Last night I watched a documentary called The War at Home about resistance among American youth during the Vietnam era.
I am the child of young parents who were among that generation, born in the late sixties, and I cannot help but compare that era to ours.
What is striking to me is how the kids of that generation put themselves on the line for the country and their beliefs: the kids that protested on the campuses, the kids that got sent to war, even the kids that declared war on the establishment. In the end, everyone was fighting for the same thing - to make America a more just and Democratic society.
I don't condone or idealize the violence from any side. I don't underestimate what was at stake and I don't think it was fun or cool. I don't have nostalgia for an era where a lot of people died and suffered.

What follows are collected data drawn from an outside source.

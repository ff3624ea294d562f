use std::path::PathBuf;

use csm_types::TypeError;

/// Errors from driver operations.
#[derive(Debug, thiserror::Error)]
pub enum StoreError {
    /// The identifier failed validation.
    #[error("invalid identifier: {0}")]
    Validation(#[from] TypeError),

    /// A required path component could not be created or chmod'd.
    #[error("can not create directory {}: {source}", path.display())]
    DirectoryCreation {
        path: PathBuf,
        #[source]
        source: std::io::Error,
    },

    /// A path prefix exists but is not a directory.
    #[error("{} is not a directory", .0.display())]
    NotADirectory(PathBuf),

    /// Source missing, empty, unreadable, or read aborted by callback.
    #[error("can not read file {}: {reason}", path.display())]
    Read { path: PathBuf, reason: String },

    /// Destination unwritable or write aborted by callback.
    #[error("can not save file {}: {reason}", path.display())]
    Write { path: PathBuf, reason: String },

    /// Removal failed, including not found.
    #[error("can not delete file {}: {reason}", path.display())]
    Delete { path: PathBuf, reason: String },

    /// Source unreadable or destination unwritable during copy.
    #[error("can not copy file {} to {}: {reason}", from.display(), to.display())]
    Copy {
        from: PathBuf,
        to: PathBuf,
        reason: String,
    },

    /// An operation was requested without the configuration it needs.
    #[error("configuration error: {0}")]
    Configuration(String),

    /// The logical name can not be used as a single path element.
    #[error("invalid name {name:?}: {reason}")]
    InvalidName { name: String, reason: String },
}

/// Result alias for store operations.
pub type StoreResult<T> = Result<T, StoreError>;
//! Logical name validation.
//!
//! A logical name is the final path element under the sharded directory and
//! is used verbatim, so it must be a single, normal path component:
//! - Must be non-empty
//! - Must not be `.` or `..`
//! - Must not contain `/`, `\` or NUL

use crate::error::{StoreError, StoreResult};

const FORBIDDEN_CHARS: &[char] = &['/', '\\', '\0'];

/// Validate a logical name, returning `Ok(())` if it is a safe file name.
///
/// ```
/// use csm_store::names::validate_name;
///
/// assert!(validate_name("avatar.png").is_ok());
/// assert!(validate_name("").is_err());
/// assert!(validate_name("../etc/passwd").is_err());
/// ```
pub fn validate_name(name: &str) -> StoreResult<()> {
    if name.is_empty() {
        return Err(invalid(name, "name must not be empty"));
    }
    if name == "." || name == ".." {
        return Err(invalid(name, "name must not be '.' or '..'"));
    }
    if let Some(ch) = name.chars().find(|c| FORBIDDEN_CHARS.contains(c)) {
        return Err(invalid(name, &format!("contains forbidden character: {ch:?}")));
    }
    Ok(())
}

fn invalid(name: &str, reason: &str) -> StoreError {
    StoreError::InvalidName {
        name: name.to_string(),
        reason: reason.to_string(),
    }
}

#[cfg(test)]
mod tests {
    use super::*;

    #[test]
    fn plain_names_ok() {
        for name in ["1.txt", "avatar.png", ".hidden", "a..b", "with space"] {
            assert!(validate_name(name).is_ok(), "{name}");
        }
    }

    #[test]
    fn traversal_rejected() {
        for name in ["", ".", "..", "a/b", "..\\x", "nul\0"] {
            assert!(validate_name(name).is_err(), "{name:?}");
        }
    }

    #[test]
    fn error_names_the_reason() {
        let err = validate_name("a/b").unwrap_err();
        assert!(err.to_string().contains("forbidden character"));
    }
}
use std::path::PathBuf;

use clap::{Args, Parser, Subcommand};
use csm_types::Identifier;

use crate::ident_arg::parse_ident;

#[derive(Parser)]
#[command(
    name = "csm",
    about = "csm: sharded content storage",
    version,
)]
pub struct Cli {
    #[command(subcommand)]
    pub command: Command,

    /// Service configuration (TOML). Defaults to a filesystem driver at ./resources
    #[arg(short, long, global = true)]
    pub config: Option<PathBuf>,

    /// Named driver from the configuration instead of the default one
    #[arg(short, long, global = true)]
    pub driver: Option<String>,

    #[arg(short, long, global = true)]
    pub verbose: bool,

    /// Report transfer progress on stderr
    #[arg(long, global = true)]
    pub progress: bool,
}

#[derive(Subcommand)]
pub enum Command {
    /// Print the sharded relative path of an identifier
    Shard(ShardArgs),
    /// Store a file under an identifier and name
    Put(PutArgs),
    /// Fetch stored content
    Get(GetArgs),
    /// Delete stored content
    Rm(ObjectArgs),
    /// Check whether content is stored
    Exists(ObjectArgs),
    /// Print the public URL of stored content
    Url(ObjectArgs),
    /// Copy stored content to another identifier
    Cp(CpArgs),
}

#[derive(Args)]
pub struct ShardArgs {
    /// Identifier, e.g. dir:users,dir:profile,num:180532
    #[arg(value_parser = parse_ident)]
    pub ident: Identifier,
}

#[derive(Args)]
pub struct ObjectArgs {
    #[arg(value_parser = parse_ident)]
    pub ident: Identifier,
    pub name: String,
}

#[derive(Args)]
pub struct PutArgs {
    #[arg(value_parser = parse_ident)]
    pub ident: Identifier,
    pub name: String,
    /// File whose content is stored
    pub file: PathBuf,
}

#[derive(Args)]
pub struct GetArgs {
    #[arg(value_parser = parse_ident)]
    pub ident: Identifier,
    pub name: String,
    /// Write to this file instead of stdout
    #[arg(short, long)]
    pub out: Option<PathBuf>,
}

#[derive(Args)]
pub struct CpArgs {
    #[arg(value_parser = parse_ident)]
    pub ident: Identifier,
    pub name: String,
    #[arg(value_parser = parse_ident)]
    pub dest: Identifier,
    /// Name at the destination (defaults to NAME)
    #[arg(long = "as")]
    pub dest_name: Option<String>,
}
use bitflags::bitflags;

// Column flags carried by the upstream row events. These are the changefeed's
// own bits, not the MySQL protocol column-definition flags.
bitflags! {
  #[derive(Debug, Clone, Copy, Default, PartialEq, Eq, Hash)]
  pub struct ColumnFlags: u64 {
    const BINARY = 0x0001;
    const HANDLE_KEY = 0x0002;
    const GENERATED = 0x0004;
    const PRIMARY_KEY = 0x0008;
    const UNIQUE_KEY = 0x0010;
    const MULTIPLE_KEY = 0x0020;
    const NULLABLE = 0x0040;
    const UNSIGNED = 0x0080;
  }
}

impl ColumnFlags {
  pub fn is_binary(&self) -> bool {
    self.contains(Self::BINARY)
  }

  pub fn is_primary_key(&self) -> bool {
    self.contains(Self::PRIMARY_KEY)
  }

  pub fn is_unsigned(&self) -> bool {
    self.contains(Self::UNSIGNED)
  }
}

/// Type of MySql column field
#[allow(non_camel_case_types)]
#[derive(Clone, Copy, Eq, PartialEq, Hash, Debug)]
#[repr(u8)]
pub enum ColumnType {
  MYSQL_TYPE_DECIMAL = 0x00_u8,
  MYSQL_TYPE_TINY = 0x01_u8,
  MYSQL_TYPE_SHORT = 0x02_u8,
  MYSQL_TYPE_LONG = 0x03_u8,
  MYSQL_TYPE_FLOAT = 0x04_u8,
  MYSQL_TYPE_DOUBLE = 0x05_u8,
  MYSQL_TYPE_NULL = 0x06_u8,
  MYSQL_TYPE_TIMESTAMP = 0x07_u8,
  MYSQL_TYPE_LONGLONG = 0x08_u8,
  MYSQL_TYPE_INT24 = 0x09_u8,
  MYSQL_TYPE_DATE = 0x0a_u8,
  MYSQL_TYPE_TIME = 0x0b_u8,
  MYSQL_TYPE_DATETIME = 0x0c_u8,
  MYSQL_TYPE_YEAR = 0x0d_u8,
  MYSQL_TYPE_NEWDATE = 0x0e_u8,
  MYSQL_TYPE_VARCHAR = 0x0f_u8,
  MYSQL_TYPE_BIT = 0x10_u8,
  MYSQL_TYPE_TIMESTAMP2 = 0x11_u8,
  MYSQL_TYPE_DATETIME2 = 0x12_u8,
  MYSQL_TYPE_TIME2 = 0x13_u8,
  MYSQL_TYPE_JSON = 0xf5_u8,
  MYSQL_TYPE_NEWDECIMAL = 0xf6_u8,
  MYSQL_TYPE_ENUM = 0xf7_u8,
  MYSQL_TYPE_SET = 0xf8_u8,
  MYSQL_TYPE_TINY_BLOB = 0xf9_u8,
  MYSQL_TYPE_MEDIUM_BLOB = 0xfa_u8,
  MYSQL_TYPE_LONG_BLOB = 0xfb_u8,
  MYSQL_TYPE_BLOB = 0xfc_u8,
  MYSQL_TYPE_VAR_STRING = 0xfd_u8,
  MYSQL_TYPE_STRING = 0xfe_u8,
  MYSQL_TYPE_GEOMETRY = 0xff_u8,
}

impl TryFrom<u8> for ColumnType {
  type Error = u8;

  fn try_from(v: u8) -> Result<Self, Self::Error> {
    match v {
      0x00_u8 => Ok(ColumnType::MYSQL_TYPE_DECIMAL),
      0x01_u8 => Ok(ColumnType::MYSQL_TYPE_TINY),
      0x02_u8 => Ok(ColumnType::MYSQL_TYPE_SHORT),
      0x03_u8 => Ok(ColumnType::MYSQL_TYPE_LONG),
      0x04_u8 => Ok(ColumnType::MYSQL_TYPE_FLOAT),
      0x05_u8 => Ok(ColumnType::MYSQL_TYPE_DOUBLE),
      0x06_u8 => Ok(ColumnType::MYSQL_TYPE_NULL),
      0x07_u8 => Ok(ColumnType::MYSQL_TYPE_TIMESTAMP),
      0x08_u8 => Ok(ColumnType::MYSQL_TYPE_LONGLONG),
      0x09_u8 => Ok(ColumnType::MYSQL_TYPE_INT24),
      0x0a_u8 => Ok(ColumnType::MYSQL_TYPE_DATE),
      0x0b_u8 => Ok(ColumnType::MYSQL_TYPE_TIME),
      0x0c_u8 => Ok(ColumnType::MYSQL_TYPE_DATETIME),
      0x0d_u8 => Ok(ColumnType::MYSQL_TYPE_YEAR),
      0x0e_u8 => Ok(ColumnType::MYSQL_TYPE_NEWDATE),
      0x0f_u8 => Ok(ColumnType::MYSQL_TYPE_VARCHAR),
      0x10_u8 => Ok(ColumnType::MYSQL_TYPE_BIT),
      0x11_u8 => Ok(ColumnType::MYSQL_TYPE_TIMESTAMP2),
      0x12_u8 => Ok(ColumnType::MYSQL_TYPE_DATETIME2),
      0x13_u8 => Ok(ColumnType::MYSQL_TYPE_TIME2),
      0xf5_u8 => Ok(ColumnType::MYSQL_TYPE_JSON),
      0xf6_u8 => Ok(ColumnType::MYSQL_TYPE_NEWDECIMAL),
      0xf7_u8 => Ok(ColumnType::MYSQL_TYPE_ENUM),
      0xf8_u8 => Ok(ColumnType::MYSQL_TYPE_SET),
      0xf9_u8 => Ok(ColumnType::MYSQL_TYPE_TINY_BLOB),
      0xfa_u8 => Ok(ColumnType::MYSQL_TYPE_MEDIUM_BLOB),
      0xfb_u8 => Ok(ColumnType::MYSQL_TYPE_LONG_BLOB),
      0xfc_u8 => Ok(ColumnType::MYSQL_TYPE_BLOB),
      0xfd_u8 => Ok(ColumnType::MYSQL_TYPE_VAR_STRING),
      0xfe_u8 => Ok(ColumnType::MYSQL_TYPE_STRING),
      0xff_u8 => Ok(ColumnType::MYSQL_TYPE_GEOMETRY),
      unsupported => Err(unsupported),
    }
  }
}

impl ColumnType {
  /// Lower-case SQL name of the type, as printed by `SHOW CREATE TABLE` for a
  /// non-binary, signed column.
  pub fn type_name(&self) -> &'static str {
    match self {
      ColumnType::MYSQL_TYPE_DECIMAL | ColumnType::MYSQL_TYPE_NEWDECIMAL => "decimal",
      ColumnType::MYSQL_TYPE_TINY => "tinyint",
      ColumnType::MYSQL_TYPE_SHORT => "smallint",
      ColumnType::MYSQL_TYPE_LONG => "int",
      ColumnType::MYSQL_TYPE_FLOAT => "float",
      ColumnType::MYSQL_TYPE_DOUBLE => "double",
      ColumnType::MYSQL_TYPE_NULL => "null",
      ColumnType::MYSQL_TYPE_TIMESTAMP | ColumnType::MYSQL_TYPE_TIMESTAMP2 => "timestamp",
      ColumnType::MYSQL_TYPE_LONGLONG => "bigint",
      ColumnType::MYSQL_TYPE_INT24 => "mediumint",
      ColumnType::MYSQL_TYPE_DATE | ColumnType::MYSQL_TYPE_NEWDATE => "date",
      ColumnType::MYSQL_TYPE_TIME | ColumnType::MYSQL_TYPE_TIME2 => "time",
      ColumnType::MYSQL_TYPE_DATETIME | ColumnType::MYSQL_TYPE_DATETIME2 => "datetime",
      ColumnType::MYSQL_TYPE_YEAR => "year",
      ColumnType::MYSQL_TYPE_VARCHAR => "varchar",
      ColumnType::MYSQL_TYPE_BIT => "bit",
      ColumnType::MYSQL_TYPE_JSON => "json",
      ColumnType::MYSQL_TYPE_ENUM => "enum",
      ColumnType::MYSQL_TYPE_SET => "set",
      ColumnType::MYSQL_TYPE_TINY_BLOB => "tinytext",
      ColumnType::MYSQL_TYPE_MEDIUM_BLOB => "mediumtext",
      ColumnType::MYSQL_TYPE_LONG_BLOB => "longtext",
      ColumnType::MYSQL_TYPE_BLOB => "text",
      ColumnType::MYSQL_TYPE_VAR_STRING => "var_string",
      ColumnType::MYSQL_TYPE_STRING => "char",
      ColumnType::MYSQL_TYPE_GEOMETRY => "geometry",
    }
  }

  /// Reverse of [`ColumnType::type_name`], also accepting the binary spellings
  /// (`blob`, `binary`, `varbinary`, ...). The `bool` is true for those.
  pub fn from_type_name(name: &str) -> Option<(Self, bool)> {
    let t = match name {
      "decimal" => (ColumnType::MYSQL_TYPE_NEWDECIMAL, false),
      "tinyint" => (ColumnType::MYSQL_TYPE_TINY, false),
      "smallint" => (ColumnType::MYSQL_TYPE_SHORT, false),
      "int" => (ColumnType::MYSQL_TYPE_LONG, false),
      "float" => (ColumnType::MYSQL_TYPE_FLOAT, false),
      "double" => (ColumnType::MYSQL_TYPE_DOUBLE, false),
      "null" => (ColumnType::MYSQL_TYPE_NULL, false),
      "timestamp" => (ColumnType::MYSQL_TYPE_TIMESTAMP, false),
      "bigint" => (ColumnType::MYSQL_TYPE_LONGLONG, false),
      "mediumint" => (ColumnType::MYSQL_TYPE_INT24, false),
      "date" => (ColumnType::MYSQL_TYPE_DATE, false),
      "time" => (ColumnType::MYSQL_TYPE_TIME, false),
      "datetime" => (ColumnType::MYSQL_TYPE_DATETIME, false),
      "year" => (ColumnType::MYSQL_TYPE_YEAR, false),
      "varchar" => (ColumnType::MYSQL_TYPE_VARCHAR, false),
      "bit" => (ColumnType::MYSQL_TYPE_BIT, false),
      "json" => (ColumnType::MYSQL_TYPE_JSON, false),
      "enum" => (ColumnType::MYSQL_TYPE_ENUM, false),
      "set" => (ColumnType::MYSQL_TYPE_SET, false),
      "tinytext" => (ColumnType::MYSQL_TYPE_TINY_BLOB, false),
      "mediumtext" => (ColumnType::MYSQL_TYPE_MEDIUM_BLOB, false),
      "longtext" => (ColumnType::MYSQL_TYPE_LONG_BLOB, false),
      "text" => (ColumnType::MYSQL_TYPE_BLOB, false),
      "var_string" => (ColumnType::MYSQL_TYPE_VAR_STRING, false),
      "char" => (ColumnType::MYSQL_TYPE_STRING, false),
      "geometry" => (ColumnType::MYSQL_TYPE_GEOMETRY, false),
      "tinyblob" => (ColumnType::MYSQL_TYPE_TINY_BLOB, true),
      "mediumblob" => (ColumnType::MYSQL_TYPE_MEDIUM_BLOB, true),
      "longblob" => (ColumnType::MYSQL_TYPE_LONG_BLOB, true),
      "blob" => (ColumnType::MYSQL_TYPE_BLOB, true),
      "binary" => (ColumnType::MYSQL_TYPE_STRING, true),
      "varbinary" => (ColumnType::MYSQL_TYPE_VARCHAR, true),
      _ => return None,
    };
    Some(t)
  }

  pub fn is_blob(&self) -> bool {
    matches!(
      self,
      ColumnType::MYSQL_TYPE_TINY_BLOB
        | ColumnType::MYSQL_TYPE_MEDIUM_BLOB
        | ColumnType::MYSQL_TYPE_LONG_BLOB
        | ColumnType::MYSQL_TYPE_BLOB
    )
  }

  pub fn is_char(&self) -> bool {
    matches!(self, ColumnType::MYSQL_TYPE_STRING | ColumnType::MYSQL_TYPE_VARCHAR)
  }

  pub fn is_integer(&self) -> bool {
    matches!(
      self,
      ColumnType::MYSQL_TYPE_TINY
        | ColumnType::MYSQL_TYPE_SHORT
        | ColumnType::MYSQL_TYPE_INT24
        | ColumnType::MYSQL_TYPE_LONG
        | ColumnType::MYSQL_TYPE_LONGLONG
        | ColumnType::MYSQL_TYPE_YEAR
    )
  }

  pub fn is_float(&self) -> bool {
    matches!(self, ColumnType::MYSQL_TYPE_FLOAT | ColumnType::MYSQL_TYPE_DOUBLE)
  }
}
use clap::{Arg, ArgAction, Command};
use tokio::io::{AsyncBufReadExt, BufReader};
use tracing::{error, info};
use tracing_subscriber::EnvFilter;
use url::Url;

use sink::{
  codec::{new_event_batch_decoder, EventBatchDecoder, Protocol},
  event::MessageType,
  options::SinkOptions,
};

#[tokio::main]
async fn main() -> Result<(), Box<dyn std::error::Error>> {
  tracing_subscriber::fmt()
    .with_env_filter(EnvFilter::from_default_env())
    .with_writer(std::io::stderr)
    .init();

  let mut cmd = Command::new("canal-json")
    .version("1.0")
    .about("Inspect canal-json changefeed messages")
    .subcommand_required(true)
    .subcommand(
      Command::new("decode")
        .about("Decode one message per line from stdin")
        .arg(
          Arg::new("enable-tidb-extension")
            .long("enable-tidb-extension")
            .action(ArgAction::SetTrue),
        )
        .arg(Arg::new("sink-uri").long("sink-uri").value_parser(Url::parse)),
    );

  let matches = cmd.get_matches_mut();

  match matches.subcommand() {
    Some(("decode", matches)) => {
      let mut protocol = Protocol::CanalJson;
      let mut enable_tidb_extension = matches.get_flag("enable-tidb-extension");

      if let Some(url) = matches.get_one::<Url>("sink-uri") {
        let options = SinkOptions::try_from(url)?;
        options.validate()?;
        protocol = options.protocol;
        enable_tidb_extension |= options
          .params
          .get("enable-tidb-extension")
          .map(|v| v == "true")
          .unwrap_or(false);
      }

      info!(%protocol, enable_tidb_extension, "decoding stdin");
      decode(protocol, enable_tidb_extension).await?;
    }
    _ => unreachable!("subcommand is required"),
  }

  Ok(())
}

async fn decode(protocol: Protocol, enable_tidb_extension: bool) -> Result<(), Box<dyn std::error::Error>> {
  let mut lines = BufReader::new(tokio::io::stdin()).lines();

  while let Some(line) = lines.next_line().await? {
    if line.trim().is_empty() {
      continue;
    }

    let mut decoder = new_event_batch_decoder(protocol, vec![line.into()], enable_tidb_extension)?;
    if let Err(err) = print_events(decoder.as_mut()) {
      error!(error = %err, "skipping message");
    }
  }

  Ok(())
}

fn print_events(decoder: &mut dyn EventBatchDecoder) -> sink::Result<()> {
  loop {
    match decoder.has_next()? {
      (_, false) => return Ok(()),
      (MessageType::Row, true) => println!("{:?}", decoder.next_row_changed_event()?),
      (MessageType::Ddl, true) => println!("{:?}", decoder.next_ddl_event()?),
      (MessageType::Resolved, true) => println!("resolved {}", decoder.next_resolved_event()?),
      (MessageType::Unknown, true) => return Ok(()),
    }
  }
}
pub mod codec;
mod error;
pub mod event;
pub mod metrics;
pub mod mysql;
pub mod options;

pub use error::{Error, Result};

But I do have admiration for a generation that put itself on the line to create changes it believed in. A generation that believed equality, freedom and justice were worth putting it all on the line for. And I despair for the silence of each generation since, including mine.
Today, I read about budget cuts that hit the poor and the middle class hardest, state after state after state.
I see budget cuts to public education and services while tax cuts for the rich stay in place. Sometimes legislated by Democrats.
I see the left dragged to the middle by screaming, lying conservatives who care nothing about the vast majority of people in the country, only that they don't have to pay more taxes or for services for the less fortunate.
I see right wing media mouthpieces stir up violence, racism, and class war among the greedy, the scared and the innocent. I see their lies and talking points mimicked by the mainstream press, with no factual analysis.
I see bankers bailed out while working and middle class people lose their jobs and their homes.
I see conservatives rewriting history books. I see conservatives rewriting legal precedent to give more political influence to corporations.
I see religious principles of humility and love and charity replaced by prejudice and greed.
I read about resistance belonging to the Tea Party every day while progressive protests, larger in number, are ignored on front pages.
I read about large Democratic majorities in Congress and a democratic President who cannot and will not accomplish the changes that the country needs. Acting helpless while the special interests control the agenda and the legislation. I see Democratic majorities at the state level do the same.
I read with boiling rage the mantra from the right about cut, cut, cut - services for the middle and working classes, and taxes for the rich. And watch them succeed.
And I feel like the vast majority of Americans are still asleep, lethargic, ill-informed or overwhelmed or distracted or just trying to survive. Passively waiting or pleading for things to magically get better. Hoping that they are ok, that they aren't next in line for a pink slip or a bankruptcy or a health care tragedy.
I can sign more online petitions. I can add more comments to web pages. I can call and email my representatives some more. But I know it is not proportional to what is at stake and what is going on. And I don't think any of it will matter for now.
I am not passing judgment here. I have a family - and luckily, a job and a mortgage - and they require my utmost attention and priority. Many of the people on this site are working their hearts out for reform. But I can't help but feel things are going to get a lot worse before they get better. And they have been getting bad for a while.
The health care battle is a very ominous sign. With a public mandate and no public option, it applies exactly more of the same, managing to further people's dependency on for-profit health care with no where else to go. Ditto for financial reform. And climate change. And education.
I think our president is the best we could have hoped for but I don't think hope will change what is irreparably broken - the country is still going in the wrong direction and the forces that are allied against him are more powerful that the forces at his back. He is doing less harm than the alternative. But the suffering is still spreading and the long term solutions to complex problems are not being applied, let alone being discussed honestly. The vast majority of elected officials in both parties are still consumed with political survival and party warfare. And while they dither and pontificate and lie there is pain coming everyone's way. America is in trouble.
Obama is neither the problem nor the answer. A huge number of us are going to have to organize and put ourselves on the line, out on the street. It started with a small number of activists in the sixties and took a decade to force change. Confrontation is going to have to happen again before change does and it won't be fun or pretty and it won't happen on the web. Our history shows that real change happens only when real struggle happens. We are what has made this country great and we are responsible for not allowing it to fail.
Without that level of urgency, responsibility, and willingness to sacrifice, there is no hope when the fates of runaway corporate capitalism decide it is my turn to get run over, with no safety net. Or my kids. Or yours. So I'm in and ready when we are.